** EXERCISE INPUT follows **
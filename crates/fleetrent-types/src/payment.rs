//! Payment record and webhook wire types.

use serde::{Deserialize, Serialize};

use crate::constants::EXTERNAL_REF_PREFIX;
use crate::enums::PaymentStatus;
use crate::{Amount, PaymentId, RentalId, Timestamp};

/// Local record correlating a rental with an external gateway invoice.
///
/// One per rental (`rental_id` unique). Created in `Pending` together with
/// its rental; thereafter mutated only by the webhook reconciler.
#[derive(Debug, Clone, PartialEq, Eq, Serialize, Deserialize)]
#[serde(rename_all = "snake_case")]
pub struct PaymentRecord {
    /// Row identity.
    pub id: PaymentId,
    /// The rental this payment settles. 1:1.
    pub rental_id: RentalId,
    /// Invoice id assigned by the gateway.
    pub invoice_id: String,
    /// Deterministic idempotency key shared with the gateway. Unique.
    pub external_reference: String,
    /// Invoice amount, smallest currency unit.
    pub amount: Amount,
    /// Settlement state.
    pub status: PaymentStatus,
    /// Hosted checkout page for the payer.
    pub payment_url: String,
    /// Payer's email, captured at invoice creation. Post-commit
    /// notifications are addressed here since webhook handling has no
    /// caller context.
    pub payer_email: String,
    /// Money was collected but the rental could not be activated; an
    /// operator must issue a refund.
    pub requires_refund: bool,
    /// Creation time, unix seconds.
    pub created_at: Timestamp,
    /// Last mutation time, unix seconds. Monotonic per row.
    pub updated_at: Timestamp,
}

/// Idempotency key sent to the gateway for a rental's invoice.
///
/// Derived from the rental identity alone, so a retried invoice creation
/// for the same rental lands on the same external charge.
pub fn external_reference(rental_id: RentalId) -> String {
    format!("{}{}", EXTERNAL_REF_PREFIX, rental_id)
}

/// Asynchronous payment-status notification from the gateway.
///
/// At-least-once, possibly out of order, possibly replayed, arriving over
/// an untrusted channel. `status` stays a raw string here; the reconciler
/// parses it and rejects unknown values without side effects.
#[derive(Debug, Clone, PartialEq, Eq, Serialize, Deserialize)]
#[serde(rename_all = "snake_case")]
pub struct WebhookNotification {
    /// Our idempotency key, echoed back by the gateway.
    pub external_id: String,
    /// Reported payment status (gateway vocabulary, e.g. "PAID").
    pub status: String,
    /// Amount the gateway says was involved.
    pub amount: Amount,
    /// Gateway-side notification id.
    pub id: String,
}

impl WebhookNotification {
    /// Parse the reported status into our vocabulary.
    pub fn parsed_status(&self) -> Option<PaymentStatus> {
        PaymentStatus::from_gateway(&self.status)
    }
}
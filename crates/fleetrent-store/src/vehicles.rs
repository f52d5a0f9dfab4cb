//! Vehicle catalog and stock storage.
//!
//! Stock mutations use conditional atomic updates checked by affected-row
//! count; there is no read-then-write anywhere in this module.

use rusqlite::{params, Connection, OptionalExtension};
use std::sync::{Arc, Mutex};

use fleetrent_types::{Vehicle, VehicleId};

use crate::error::{Result, StoreError};
use crate::traits::VehicleStore;
use crate::types::{NewVehicle, VehicleFilter};
use crate::{column_decode_error, current_timestamp};

/// SQLite-based vehicle store.
pub struct SqliteVehicleStore {
    conn: Arc<Mutex<Connection>>,
}

impl SqliteVehicleStore {
    /// Create a new vehicle store with the given database connection.
    pub fn new(conn: Arc<Mutex<Connection>>) -> Self {
        Self { conn }
    }
}

/// Columns selected for every vehicle read.
const VEHICLE_COLUMNS: &str =
    "id, name, category, available_units, unit_price, created_at, updated_at";

/// Deserialize a vehicle from a database row.
pub(crate) fn row_to_vehicle(row: &rusqlite::Row) -> rusqlite::Result<Vehicle> {
    let units: i64 = row.get(3)?;
    let units = u32::try_from(units)
        .map_err(|_| column_decode_error(3, format!("negative stock count: {}", units)))?;

    Ok(Vehicle {
        id: VehicleId(row.get(0)?),
        name: row.get(1)?,
        category: row.get(2)?,
        available_units: units,
        unit_price: row.get::<_, i64>(4)? as u64,
        created_at: row.get(5)?,
        updated_at: row.get(6)?,
    })
}

impl VehicleStore for SqliteVehicleStore {
    fn insert(&mut self, vehicle: NewVehicle) -> Result<Vehicle> {
        let conn = self
            .conn
            .lock()
            .map_err(|_| StoreError::lock_poisoned("database connection lock poisoned"))?;
        let now = current_timestamp();

        conn.execute(
            "INSERT INTO vehicles (name, category, available_units, unit_price, created_at, updated_at)
             VALUES (?1, ?2, ?3, ?4, ?5, ?5)",
            params![
                vehicle.name,
                vehicle.category,
                vehicle.available_units,
                vehicle.unit_price as i64,
                now,
            ],
        )?;
        let id = VehicleId(conn.last_insert_rowid());

        tracing::debug!(vehicle_id = %id, name = %vehicle.name, "Vehicle inserted");

        Ok(Vehicle {
            id,
            name: vehicle.name,
            category: vehicle.category,
            available_units: vehicle.available_units,
            unit_price: vehicle.unit_price,
            created_at: now,
            updated_at: now,
        })
    }

    fn get(&self, id: VehicleId) -> Result<Option<Vehicle>> {
        let conn = self
            .conn
            .lock()
            .map_err(|_| StoreError::lock_poisoned("database connection lock poisoned"))?;

        let vehicle = conn
            .query_row(
                &format!("SELECT {} FROM vehicles WHERE id = ?1", VEHICLE_COLUMNS),
                [id.0],
                row_to_vehicle,
            )
            .optional()?;
        Ok(vehicle)
    }

    fn list(&self, filter: VehicleFilter) -> Result<Vec<Vehicle>> {
        let conn = self
            .conn
            .lock()
            .map_err(|_| StoreError::lock_poisoned("database connection lock poisoned"))?;

        let mut sql = format!("SELECT {} FROM vehicles", VEHICLE_COLUMNS);
        let mut clauses: Vec<&str> = Vec::new();
        let mut params: Vec<Box<dyn rusqlite::ToSql>> = Vec::new();

        if let Some(category) = &filter.category {
            clauses.push("category = ?");
            params.push(Box::new(category.clone()));
        }
        if filter.only_available {
            clauses.push("available_units > 0");
        }
        if !clauses.is_empty() {
            sql.push_str(" WHERE ");
            sql.push_str(&clauses.join(" AND "));
        }
        sql.push_str(" ORDER BY id");

        let params_refs: Vec<&dyn rusqlite::ToSql> = params.iter().map(|p| p.as_ref()).collect();
        let mut stmt = conn.prepare(&sql)?;
        let rows = stmt.query_map(params_refs.as_slice(), row_to_vehicle)?;

        Ok(rows.collect::<rusqlite::Result<Vec<_>>>()?)
    }
}

// =============================================================================
// Transactional stock mutations
// =============================================================================

/// Take one unit of stock, failing instead of going negative.
///
/// Runs on the caller's open transaction (a `Transaction` derefs to
/// `Connection`); the caller commits or rolls back. The conditional
/// `available_units > 0` predicate plus the affected-row check is what
/// keeps two confirmations from both taking the last unit.
pub fn decrement_stock(conn: &Connection, id: VehicleId) -> Result<()> {
    let affected = conn.execute(
        "UPDATE vehicles
         SET available_units = available_units - 1, updated_at = ?2
         WHERE id = ?1 AND available_units > 0",
        params![id.0, current_timestamp()],
    )?;

    if affected == 0 {
        // Distinguish a missing vehicle from an exhausted one.
        let exists: bool = conn
            .query_row("SELECT 1 FROM vehicles WHERE id = ?1", [id.0], |_| Ok(true))
            .optional()?
            .unwrap_or(false);
        if exists {
            return Err(StoreError::OutOfStock(id));
        }
        return Err(StoreError::VehicleNotFound(id));
    }

    Ok(())
}

/// Return one unit of stock.
///
/// Runs on the caller's open transaction; the caller commits or rolls
/// back.
pub fn increment_stock(conn: &Connection, id: VehicleId) -> Result<()> {
    let affected = conn.execute(
        "UPDATE vehicles
         SET available_units = available_units + 1, updated_at = ?2
         WHERE id = ?1",
        params![id.0, current_timestamp()],
    )?;

    if affected == 0 {
        return Err(StoreError::VehicleNotFound(id));
    }

    Ok(())
}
** End of EXERCISE INPUT **
Please tally the lines above that include the word "count" and answer with the number by itself.

WRITTEN RESPONSE –
2